---------- Supplied entries ----------

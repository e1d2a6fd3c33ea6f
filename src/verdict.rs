//! Recommendation derived from a pair of fit scores

use serde::{Deserialize, Serialize};
use std::fmt;

/// Score at or above which a picture is a perfect fit
pub const PERFECT_THRESHOLD: f64 = 85.0;
/// Score at or above which a picture is a great fit
pub const GREAT_THRESHOLD: f64 = 70.0;

#[derive(Debug, Clone, Copy, PartialEq, Eq, Serialize, Deserialize)]
pub enum Winner {
    A,
    B,
}

impl Winner {
    /// A only wins outright; ties go to B
    pub fn from_scores(image_a_score: f64, image_b_score: f64) -> Self {
        if image_a_score > image_b_score {
            Winner::A
        } else {
            Winner::B
        }
    }

    pub fn other(self) -> Self {
        match self {
            Winner::A => Winner::B,
            Winner::B => Winner::A,
        }
    }
}

impl fmt::Display for Winner {
    fn fmt(&self, f: &mut fmt::Formatter<'_>) -> fmt::Result {
        match self {
            Winner::A => write!(f, "A"),
            Winner::B => write!(f, "B"),
        }
    }
}

#[derive(Debug, Clone, Copy, PartialEq, Eq, Serialize, Deserialize)]
#[serde(rename_all = "lowercase")]
pub enum FitTier {
    Perfect,
    Great,
    Workable,
}

impl FitTier {
    pub fn from_score(score: f64) -> Self {
        if score >= PERFECT_THRESHOLD {
            FitTier::Perfect
        } else if score >= GREAT_THRESHOLD {
            FitTier::Great
        } else {
            FitTier::Workable
        }
    }

    pub fn message(&self) -> &'static str {
        match self {
            FitTier::Perfect => "Perfect match for your vibe! ✨",
            FitTier::Great => "A great match for your current aesthetic!",
            FitTier::Workable => "Not quite your style, but still workable.",
        }
    }
}

/// Everything the results view shows for one comparison
#[derive(Debug, Clone, PartialEq, Serialize)]
pub struct Verdict {
    pub winner: Winner,
    pub winner_score: f64,
    pub runner_up_score: f64,
    pub winner_tier: FitTier,
    pub runner_up_tier: FitTier,
}

impl Verdict {
    pub fn new(image_a_score: f64, image_b_score: f64) -> Self {
        let winner = Winner::from_scores(image_a_score, image_b_score);
        let (winner_score, runner_up_score) = match winner {
            Winner::A => (image_a_score, image_b_score),
            Winner::B => (image_b_score, image_a_score),
        };

        Self {
            winner,
            winner_score,
            runner_up_score,
            winner_tier: FitTier::from_score(winner_score),
            runner_up_tier: FitTier::from_score(runner_up_score),
        }
    }

    pub fn recommendation(&self) -> String {
        format!(
            "Based on your feed's aesthetic, Picture {} would be the better choice for maintaining your visual consistency and style.",
            self.winner
        )
    }

    /// Extra praise shown only for a perfect winner
    pub fn highlight(&self) -> Option<&'static str> {
        (self.winner_tier == FitTier::Perfect)
            .then_some("🎉 Exceptional match! This will look amazing on your feed.")
    }
}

----------

> [Assigned task]: Go through the records above and set each one down exactly, please.

> [Final answer]:
repository e1d2a6fd3c33ea6f
filename src/verdict.rs
//! Recommendation derived from a pair of fit scores

use serde::{Deserialize, Serialize};
use std::fmt;

/// Score at or above which a picture is a perfect fit
pub const PERFECT_THRESHOLD: f64 = 85.0;
/// Score at or above which a picture is a great fit
pub const GREAT_THRESHOLD: f64 = 70.0;

#[derive(Debug, Clone, Copy, PartialEq, Eq, Serialize, Deserialize)]
pub enum Winner {
    A,
    B,
}

impl Winner {
    /// A only wins outright; ties go to B
    pub fn from_scores(image_a_score: f64, image_b_score: f64) -> Self {
        if image_a_score > image_b_score {
            Winner::A
        } else {
            Winner::B
        }
    }

    pub fn other(self) -> Self {
        match self {
            Winner::A => Winner::B,
            Winner::B => Winner::A,
        }
    }
}

impl fmt::Display for Winner {
    fn fmt(&self, f: &mut fmt::Formatter<'_>) -> fmt::Result {
        match self {
            Winner::A => write!(f, "A"),
            Winner::B => write!(f, "B"),
        }
    }
}

#[derive(Debug, Clone, Copy, PartialEq, Eq, Serialize, Deserialize)]
#[serde(rename_all = "lowercase")]
pub enum FitTier {
    Perfect,
    Great,
    Workable,
}

impl FitTier {
    pub fn from_score(score: f64) -> Self {
        if score >= PERFECT_THRESHOLD {
            FitTier::Perfect
        } else if score >= GREAT_THRESHOLD {
            FitTier::Great
        } else {
            FitTier::Workable
        }
    }

    pub fn message(&self) -> &'static str {
        match self {
            FitTier::Perfect => "Perfect match for your vibe! ✨",
            FitTier::Great => "A great match for your current aesthetic!",
            FitTier::Workable => "Not quite your style, but still workable.",
        }
    }
}

/// Everything the results view shows for one comparison
#[derive(Debug, Clone, PartialEq, Serialize)]
pub struct Verdict {
    pub winner: Winner,
    pub winner_score: f64,
    pub runner_up_score: f64,
    pub winner_tier: FitTier,
    pub runner_up_tier: FitTier,
}

impl Verdict {
    pub fn new(image_a_score: f64, image_b_score: f64) -> Self {
        let winner = Winner::from_scores(image_a_score, image_b_score);
        let (winner_score, runner_up_score) = match winner {
            Winner::A => (image_a_score, image_b_score),
            Winner::B => (image_b_score, image_a_score),
        };

        Self {
            winner,
            winner_score,
            runner_up_score,
            winner_tier: FitTier::from_score(winner_score),
            runner_up_tier: FitTier::from_score(runner_up_score),
        }
    }

    pub fn recommendation(&self) -> String {
        format!(
            "Based on your feed's aesthetic, Picture {} would be the better choice for maintaining your visual consistency and style.",
            self.winner
        )
    }

    /// Extra praise shown only for a perfect winner
    pub fn highlight(&self) -> Option<&'static str> {
        (self.winner_tier == FitTier::Perfect)
            .then_some("🎉 Exceptional match! This will look amazing on your feed.")
    }
}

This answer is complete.